Items from a dataset
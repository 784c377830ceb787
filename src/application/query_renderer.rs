// Query renderer - template substitution, execution and pivoting for charts
use crate::application::chart_repository::{ChartRepository, Statement};
use crate::application::filter_compiler::{compile_filters, CompiledFilters};
use crate::application::pivot::{apply_palette, pivot_categorical, pivot_time_series};
use crate::application::template_store::{TemplateKey, TemplateStore};
use crate::domain::chart::{ChartConfig, ChartData, ChartShape};
use crate::domain::filter::CompileError;
use crate::infrastructure::config::substitute_placeholders;
use std::collections::HashMap;
use std::sync::Arc;
use thiserror::Error;

pub const TABLE: &str = "TABLE";
pub const FILTERS: &str = "FILTERS";
pub const AGGREGATE_FIELD: &str = "AGGREGATE_FIELD";
pub const AGGREGATION_FN: &str = "AGGREGATION_FN";
pub const GROUP_BY_FIELD: &str = "GROUP_BY_FIELD";

#[derive(Debug, Error)]
pub enum ChartError {
    #[error("invalid chart request: {0}")]
    Compile(#[from] CompileError),

    #[error("no template registered for '{0}'")]
    Template(&'static str),

    #[error("chart query failed: {0}")]
    Query(anyhow::Error),
}

/// Fill a template. Identifiers come from the column catalog and the table
/// name from operator config; filter values stay out of the SQL text.
pub fn render_statement(
    template: &str,
    config: &ChartConfig,
    filters: &CompiledFilters,
    table: &str,
) -> Statement {
    let (predicate, params) = filters.parameterized();

    let mut vars = HashMap::new();
    vars.insert(TABLE, table.to_string());
    vars.insert(FILTERS, predicate);
    vars.insert(AGGREGATE_FIELD, config.aggregate_field.identifier().to_string());
    vars.insert(AGGREGATION_FN, config.aggregation_fn.sql().to_string());
    vars.insert(GROUP_BY_FIELD, config.group_by_field.identifier().to_string());

    Statement {
        sql: substitute_placeholders(template, &vars),
        params,
        shape: config.chart_type.shape(),
        group_by: config.group_by_field,
    }
}

#[derive(Clone)]
pub struct ChartService {
    repository: Arc<dyn ChartRepository>,
    templates: Arc<dyn TemplateStore>,
    table: String,
}

impl ChartService {
    pub fn new(
        repository: Arc<dyn ChartRepository>,
        templates: Arc<dyn TemplateStore>,
        table: String,
    ) -> Self {
        Self {
            repository,
            templates,
            table,
        }
    }

    /// Compile, render, execute exactly one query and pivot its rows
    pub async fn chart_data(&self, config: &ChartConfig) -> Result<ChartData, ChartError> {
        let filters = compile_filters(&config.filters)?;

        tracing::info!(
            chart_type = config.chart_type.key(),
            aggregate_field = %config.aggregate_field,
            aggregation_fn = %config.aggregation_fn,
            group_by_field = %config.group_by_field,
            time_range = config.time_range.key(),
            filters = %filters.display(),
            "Rendering chart"
        );

        let key = TemplateKey::for_chart(config.chart_type);
        let template = self
            .templates
            .template(key)
            .ok_or(ChartError::Template(key.name()))?;

        let statement = render_statement(template, config, &filters, &self.table);
        tracing::debug!(
            template = key.name(),
            predicate = %filters.literal(),
            "Executing chart query: {}",
            statement.sql
        );

        let rows = self
            .repository
            .query_rows(&statement)
            .await
            .map_err(ChartError::Query)?;

        let shape = statement.shape;
        let data = match shape {
            ChartShape::TimeSeries => pivot_time_series(&rows),
            ChartShape::Categorical => {
                let label = format!("{}({})", config.aggregation_fn, config.aggregate_field);
                pivot_categorical(&rows, &label)
            }
        };

        tracing::debug!(
            "Chart built from {} rows: {} labels, {} datasets",
            rows.len(),
            data.labels.len(),
            data.datasets.len()
        );

        Ok(apply_palette(data, shape))
    }
}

Work item – Tally the lines of the data that contain the word "ChartData", and give only that tally.

Output of the exercise – 2